Easy-to-use timer for profiling complex loops in dataset generation and neural network training

Installing

Install:

pip install clean_loop_timer

Usage

In this library, we have SectionTimer and LoopTimer. SectionTimer measures the time it takes to run a section of code using a with statement. LoopTimer uses multiple SectionTimer objects to measure multiple sections within a loop, aggregates the results, and prints out the results in a useful format. In particular, it prints out the timing both in absolute time and fraction of the total time. It also prints out both the time to run the section of code in the most recent loop, as well as aggregates the timing of the same section over multiple loops.
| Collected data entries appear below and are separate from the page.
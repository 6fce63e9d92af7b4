use crate::error::{LsirError, Result};
use crate::index::Field;
use crate::language::Language;
use serde::{Deserialize, Serialize};

/// Which normalization stages run, and with which defaults.
///
/// Persisted alongside every matrix: queries against a matrix must be
/// normalized by the same chain that built it.
#[derive(Debug, Clone, PartialEq, Eq, Serialize, Deserialize)]
pub struct NormalizerConfig {
    /// Language used for documents with a blank language tag.
    #[serde(default = "default_language")]
    pub default_language: Language,

    #[serde(default = "default_true")]
    pub latex_accents: bool,

    /// Characters to strip; `None` means [`crate::normalize::DEFAULT_PUNCTUATION`].
    #[serde(default)]
    pub punctuation: Option<String>,

    #[serde(default = "default_true")]
    pub lowercase: bool,

    #[serde(default = "default_true")]
    pub stopwords: bool,

    #[serde(default = "default_true")]
    pub stemming: bool,
}

fn default_language() -> Language {
    Language::Spanish
}

fn default_true() -> bool {
    true
}

impl Default for NormalizerConfig {
    fn default() -> Self {
        Self {
            default_language: default_language(),
            latex_accents: true,
            punctuation: None,
            lowercase: true,
            stopwords: true,
            stemming: true,
        }
    }
}

/// Options of a term-document matrix build.
#[derive(Debug, Clone, PartialEq, Eq, Serialize, Deserialize)]
pub struct MatrixOptions {
    #[serde(default = "default_fields")]
    pub fields: Vec<Field>,

    /// Apply TF-IDF weighting to the raw counts.
    #[serde(default = "default_true")]
    pub regularise: bool,

    #[serde(default)]
    pub normalizer: NormalizerConfig,
}

fn default_fields() -> Vec<Field> {
    vec![Field::Title, Field::Description, Field::Keywords]
}

impl Default for MatrixOptions {
    fn default() -> Self {
        Self { fields: default_fields(), regularise: true, normalizer: NormalizerConfig::default() }
    }
}

impl MatrixOptions {
    /// Stable textual form, mixed into the build hash.
    pub fn token(&self) -> Result<String> {
        Ok(serde_json::to_string(self)?)
    }
}

pub const DEFAULT_COVARIANCE: f64 = 0.8;

/// Options of a ranking build.
#[derive(Debug, Clone, PartialEq, Serialize, Deserialize)]
pub struct RankingOptions {
    pub kind: String,
    pub covariance: f64,
    /// Number of singular values kept; filled in by the builder.
    #[serde(default)]
    pub rank: Option<usize>,
}

impl RankingOptions {
    pub fn lsa(covariance: f64) -> Result<Self> {
        if !(covariance > 0.0 && covariance <= 1.0) {
            return Err(LsirError::InvalidCovariance(covariance));
        }
        Ok(Self { kind: "lsa".to_string(), covariance, rank: None })
    }
}

impl Default for RankingOptions {
    fn default() -> Self {
        Self { kind: "lsa".to_string(), covariance: DEFAULT_COVARIANCE, rank: None }
    }
}

/// Per-query policy. A threshold wins over a limit; with neither, the top
/// [`DEFAULT_LIMIT`] results are returned.
#[derive(Debug, Clone, Copy, Default, PartialEq, Serialize, Deserialize)]
pub struct QueryOptions {
    #[serde(default)]
    pub limit: Option<usize>,
    #[serde(default)]
    pub threshold: Option<f64>,
    /// Skip language guessing and normalize the query in this language.
    #[serde(default)]
    pub language: Option<Language>,
}

pub const DEFAULT_LIMIT: usize = 10;

#[cfg(test)]
mod tests {
    use super::*;

    #[test]
    fn covariance_must_lie_in_unit_interval() {
        assert!(RankingOptions::lsa(0.8).is_ok());
        assert!(RankingOptions::lsa(1.0).is_ok());
        for bad in [0.0, -0.1, 1.01, f64::NAN] {
            assert!(matches!(RankingOptions::lsa(bad), Err(LsirError::InvalidCovariance(_))));
        }
    }

    #[test]
    fn partial_config_fills_defaults() {
        let config: NormalizerConfig = serde_json::from_str(r#"{"stemming": false}"#).unwrap();
        assert!(!config.stemming);
        assert!(config.stopwords);
        assert_eq!(config.default_language, Language::Spanish);
    }

    #[test]
    fn option_token_is_stable() {
        let a = MatrixOptions::default().token().unwrap();
        let b = MatrixOptions::default().token().unwrap();
        assert_eq!(a, b);
        let raw = MatrixOptions { regularise: false, ..Default::default() }.token().unwrap();
        assert_ne!(a, raw);
    }
}
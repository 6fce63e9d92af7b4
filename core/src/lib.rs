//! Latent semantic indexing over bibliographic records.
//!
//! Documents are normalized ([`normalize`]), counted into a term-document
//! matrix ([`matrix`]), reduced with a truncated SVD ([`ranking`]) and
//! queried by cosine similarity ([`search`]). [`evaluate`] scores a ranking
//! against labeled queries and [`persist`] stores the artifacts by build hash.

pub mod config;
pub mod error;
pub mod evaluate;
pub mod index;
pub mod language;
pub mod matrix;
pub mod normalize;
pub mod persist;
pub mod ranking;
pub mod search;

pub use config::{MatrixOptions, NormalizerConfig, QueryOptions, RankingOptions};
pub use error::{LsirError, Result};
pub use index::{Corpus, DocId, DocMeta, Document, Field};
pub use language::{FixedGuesser, Language, LanguageGuesser, StopwordGuesser};
pub use matrix::{build_matrix, BuildHash, TermDocumentMatrix, Vocabulary};
pub use ranking::{build_lsa_ranking, RankingMatrix};
pub use search::{Ranker, SearchHit};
This is very useful for situations in which a section of code is very slow on first run but is cached in subsequent runs, so we want to see both the most recent time and the aggregated time.

Example:

python timers.py

Full example:

import time

from clean_loop_timer import LoopTimer

loop_timer = LoopTimer()
for i in range(100):
    with loop_timer.add_section_timer("test"):
        if i < 3:
            time.sleep(1.0)
        else:
            time.sleep(0.1)

    with loop_timer.add_section_timer("test2"):
        time.sleep(0.3)

    loop_timer.pretty_print_section_times()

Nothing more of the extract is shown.